Methods

Strength

The prediction strength metric is calculated by applying a non-linear (spline) correlation of each biomarker against a gender and age normalized dependent variable for each disease. The result of the normalization is a dependent variable with the form of a “risk multiplier” averaging a value of 1.0 for every age and gender combination. This is achieved by generating a set of weights using a bivariate tensor product spline fitting the relationship between age and each disease outcome for each gender. For each biomarker, we take the absolute value of the correlation, then average across men and women to create a gender-neutral metric. Next the value is divided by the maximum strength across all biomarkers, and then multiplied by 10, resulting in the final value for the metric where the strength is normalized for each individual disease outcome. The final presentation of the prediction strength metric is the result of sorting the individual biomarker averaged values, in descending order, and removing biomarkers redundant in the analysis based on similarity to others (e.g., ApoA, weight, Glucose, Cholesterol).

The normalization method discussed above avoids deceptive correlations with biomarkers correlating to outcomes simply because they correlate to age. Many of the outcomes also correlate highly with age.

VMR Values

The Voloridge Modeled Range or VMR, is the range of values of a marker yielding the lowest overall 15-year association with the seven disease outcomes. This does not represent a risk category, nor should it be interpreted as a recommendation of any kind. It is simply representing associations in the UK Biobank database of 500,000 participants and between their biomarker values and their 15-year outcomes. To determine the VMR, we begin by fitting a univariate spline for each of the seven targets against a biomarker. The seven splines are averaged into one final curve with respect to the biomarker. We define the VMR as the biomarker values corresponding to a risk of no more than 20% above the minimum mean risk. Additional constraints ensure the optimal range does not raise the risk for any individual disease beyond the greater of 0.9 or 30% above each disease’s minimum risk. We further restrict the range by placing limits at the top and bottom 1 percent of the biomarker distribution.

Population

The values in this report are calculated using data from the UK Biobank. While useful for its large amounts of data, the UK Biobank’s generalizability to the greater population is limited due to selection biases. The data come from primarily white, male and female, and more socioeconomically advantaged populations. However, research suggests the data may be generalizable to the larger population with regards to disease.[1]
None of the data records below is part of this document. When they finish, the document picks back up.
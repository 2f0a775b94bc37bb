//! Service-center registration domain.
//!
//! Deterministic business rules only: field validation and status lifecycle.
//! Storage and transport of registered centers are external collaborators.

pub mod center;

pub use center::{ContactInfo, ServiceCenter, ServiceCenterStatus};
In addition to biases inherent in the dataset, a common filter is applied to all disease models. This common filter limits the model inputs to a population between the ages of 40 to 70 containing data for height and weight and is observed in the dataset for at least 12 years. Participants who died within those 12 years are included. Additional filters are added to each disease model to exclude people with a prior diagnosis of each specific disease. For example, the Cardiac (MACE) model excludes anyone with prior MACE. Because the age bias for dementia is so strong, there is an extra filter which excludes people who died at any point without getting dementia. Additional age filters are placed on each disease to ensure the age distribution is balanced between genders for each disease target.

Age filters are applied for each disease. The database used had a uniform distribution of individuals aged 40 to 70. For some disease outcomes, (e.g. liver disease and metabolic, type 2 diabetes), this entire age range was utilized. For the remainder of the disease outcomes, a more limited age range was utilized as risk multipliers are not as clinically relevant on age groups with lower incidence of the disease. In our analysis for Cognitive (dementia), only 60- to 70-year-olds were included as this subgroup contained 86 percent of all cases in the database. For mortality, we analyzed 55- to 70-year-olds, as this age range included 87 percent of deaths in the database. For Cardiac (MACE), we analyzed 55- to 70-year-olds with no prior MACE, which included 82 percent of MACE events. Similarly, for Lung (COPD), we analyzed 50- to 70-year-olds with no prior COPD, which included 92 percent of measured Lung events. Finally, for kidney disease we analyzed 55- to 70-year-olds with no prior acute kidney disease, which included 86 percent of instances of the disease. For Metabolic (Type 2 diabetes), an additional filter requiring Hemoglobin A1C to be less than 6.0 was applied. This is due to the measure serving as the primary marker for diagnosis of the disease. This was done to avoid the inclusion of people who already had type 2 diabetes but were not yet diagnosed.


[1] Fry, Anna, Thomas J. Littlejohns, Cathie Sudlow, Nicola Doherty, Ligia Adamska, Tim Sprosen, Rory Collins, and Naomi E. Allen. “Comparison of sociodemographic and health-related characteristics of UK Biobank participants with those of the general population.” American journal of epidemiology 186, no. 9 (2017): 1026-1034.